How to complete this task: Filter these records by the string "impl", copying each line that holds it.

Stored data:

= = = = =

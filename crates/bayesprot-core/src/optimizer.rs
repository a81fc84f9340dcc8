//! Exhaustive grid search over the model hyperparameters.
//!
//! The grid is the Cartesian product of three candidate lists, visited with the
//! first axis outermost. An axis configured with a value in [0, 1] is fixed to
//! that value; any other value (the negative sentinel) searches the default
//! candidates. The best point is the strict maximum of the objective: ties keep
//! the first point visited, and NaN objectives never win.

use crate::config::ModelParameters;

/// Default candidates for the peptide emission probability (α).
pub const DEFAULT_PEP_EMISSION_GRID: [f64; 5] = [0.1, 0.3, 0.5, 0.7, 0.9];
/// Default candidates for the spurious emission probability (β).
pub const DEFAULT_PEP_SPURIOUS_EMISSION_GRID: [f64; 1] = [0.001];
/// Default candidates for the protein prior (γ).
pub const DEFAULT_PROT_PRIOR_GRID: [f64; 1] = [0.5];

/// One (α, β, γ) point of the grid.
#[derive(Debug, Clone, Copy, PartialEq)]
#[cfg_attr(feature = "serde", derive(serde::Serialize, serde::Deserialize))]
pub struct HyperparameterPoint {
    pub pep_emission: f64,
    pub pep_spurious_emission: f64,
    pub prot_prior: f64,
}

/// Candidate values per axis.
#[derive(Debug, Clone, PartialEq)]
pub struct ParameterCandidates {
    pub pep_emission: Vec<f64>,
    pub pep_spurious_emission: Vec<f64>,
    pub prot_prior: Vec<f64>,
}

impl ParameterCandidates {
    /// Fixes every in-range axis and searches the defaults for the others.
    pub fn from_model(model: &ModelParameters) -> Self {
        Self {
            pep_emission: axis(model.pep_emission, &DEFAULT_PEP_EMISSION_GRID),
            pep_spurious_emission: axis(
                model.pep_spurious_emission,
                &DEFAULT_PEP_SPURIOUS_EMISSION_GRID,
            ),
            prot_prior: axis(model.prot_prior, &DEFAULT_PROT_PRIOR_GRID),
        }
    }

    pub fn grid(&self) -> GridSearch<'_, f64, f64, f64> {
        GridSearch::new(&self.pep_emission, &self.pep_spurious_emission, &self.prot_prior)
    }

    /// The point at `indices` (α, β, γ).
    pub fn point(&self, indices: [usize; 3]) -> Option<HyperparameterPoint> {
        Some(HyperparameterPoint {
            pep_emission: *self.pep_emission.get(indices[0])?,
            pep_spurious_emission: *self.pep_spurious_emission.get(indices[1])?,
            prot_prior: *self.prot_prior.get(indices[2])?,
        })
    }
}

fn axis(value: f64, defaults: &[f64]) -> Vec<f64> {
    if (0.0..=1.0).contains(&value) {
        vec![value]
    } else {
        defaults.to_vec()
    }
}

/// An evaluated grid point.
#[derive(Debug, Clone, Copy, PartialEq)]
pub struct Evaluation {
    pub indices: [usize; 3],
    pub objective: f64,
}

/// Mutable record of a search: every evaluation and the running best.
#[derive(Debug, Clone, PartialEq)]
pub struct SearchState {
    lower_bound: f64,
    evaluations: Vec<Evaluation>,
    best: Option<usize>,
}

impl SearchState {
    /// A point must beat `lower_bound` to become the best.
    pub fn new(lower_bound: f64) -> Self {
        Self {
            lower_bound,
            evaluations: Vec::new(),
            best: None,
        }
    }

    /// Records an evaluation; returns whether it is the new best.
    pub fn record(&mut self, indices: [usize; 3], objective: f64) -> bool {
        let threshold = self.best().map_or(self.lower_bound, |b| b.objective);
        self.evaluations.push(Evaluation { indices, objective });
        if objective > threshold {
            self.best = Some(self.evaluations.len() - 1);
            true
        } else {
            false
        }
    }

    pub fn evaluations(&self) -> &[Evaluation] {
        &self.evaluations
    }

    pub fn best(&self) -> Option<&Evaluation> {
        self.best.map(|i| &self.evaluations[i])
    }

    /// Indices of the best point, or the first grid point when nothing beat the bound.
    pub fn best_indices(&self) -> [usize; 3] {
        self.best().map_or([0; 3], |b| b.indices)
    }
}

/// Three-axis exhaustive grid.
#[derive(Debug, Clone, Copy)]
pub struct GridSearch<'a, A, B, C> {
    first: &'a [A],
    second: &'a [B],
    third: &'a [C],
}

impl<'a, A, B, C> GridSearch<'a, A, B, C> {
    pub fn new(first: &'a [A], second: &'a [B], third: &'a [C]) -> Self {
        Self {
            first,
            second,
            third,
        }
    }

    pub fn nr_combos(&self) -> usize {
        self.first.len() * self.second.len() * self.third.len()
    }

    /// Evaluates every point, first axis outermost, stopping at the first error.
    pub fn evaluate<F, E>(&self, lower_bound: f64, mut evaluator: F) -> Result<SearchState, E>
    where
        F: FnMut(&A, &B, &C) -> Result<f64, E>,
    {
        let mut state = SearchState::new(lower_bound);
        for (i, a) in self.first.iter().enumerate() {
            for (j, b) in self.second.iter().enumerate() {
                for (k, c) in self.third.iter().enumerate() {
                    let objective = evaluator(a, b, c)?;
                    state.record([i, j, k], objective);
                }
            }
        }
        Ok(state)
    }
}

#[cfg(test)]
mod tests {
    use super::*;
    use std::convert::Infallible;

    #[test]
    fn sentinel_axes_use_defaults() {
        let model = ModelParameters {
            pep_emission: -1.0,
            pep_spurious_emission: 0.01,
            prot_prior: -1.0,
            ..Default::default()
        };
        let candidates = ParameterCandidates::from_model(&model);
        assert_eq!(candidates.pep_emission, DEFAULT_PEP_EMISSION_GRID.to_vec());
        assert_eq!(candidates.pep_spurious_emission, vec![0.01]);
        assert_eq!(candidates.prot_prior, vec![0.5]);
        assert_eq!(candidates.grid().nr_combos(), 5);
    }

    #[test]
    fn visits_first_axis_outermost() {
        let a = [1, 2];
        let b = [10];
        let c = [100, 200];
        let mut visited = Vec::new();
        GridSearch::new(&a, &b, &c)
            .evaluate(-1.0, |x, y, z| {
                visited.push(x + y + z);
                Ok::<_, Infallible>(0.0)
            })
            .expect("evaluate");
        assert_eq!(visited, vec![111, 211, 112, 212]);
    }

    #[test]
    fn strict_maximum_keeps_first_tie() {
        let a = [0.1, 0.2, 0.3, 0.4];
        let objectives = [0.5, 0.9, 0.9, 0.2];
        let state = GridSearch::new(&a, &[()], &[()])
            .evaluate(-1.0, |x, _, _| {
                let i = a.iter().position(|v| v == x).expect("candidate");
                Ok::<_, Infallible>(objectives[i])
            })
            .expect("evaluate");
        assert_eq!(state.best_indices(), [1, 0, 0]);
        assert_eq!(state.evaluations().len(), 4);
    }

    #[test]
    fn nan_never_wins() {
        let mut state = SearchState::new(-1.0);
        assert!(!state.record([0, 0, 0], f64::NAN));
        assert!(state.record([1, 0, 0], 0.1));
        assert!(!state.record([2, 0, 0], f64::NAN));
        assert_eq!(state.best_indices(), [1, 0, 0]);

        let mut all_nan = SearchState::new(-1.0);
        all_nan.record([3, 0, 0], f64::NAN);
        assert!(all_nan.best().is_none());
        assert_eq!(all_nan.best_indices(), [0, 0, 0]);
    }

    #[test]
    fn evaluator_errors_stop_the_search() {
        let a = [1, 2, 3];
        let mut calls = 0;
        let result = GridSearch::new(&a, &[()], &[()]).evaluate(-1.0, |x, _, _| {
            calls += 1;
            if *x == 2 {
                Err("boom")
            } else {
                Ok(0.0)
            }
        });
        assert_eq!(result, Err("boom"));
        assert_eq!(calls, 2);
    }
}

= = = = =

Result:
impl ParameterCandidates {
impl SearchState {
impl<'a, A, B, C> GridSearch<'a, A, B, C> {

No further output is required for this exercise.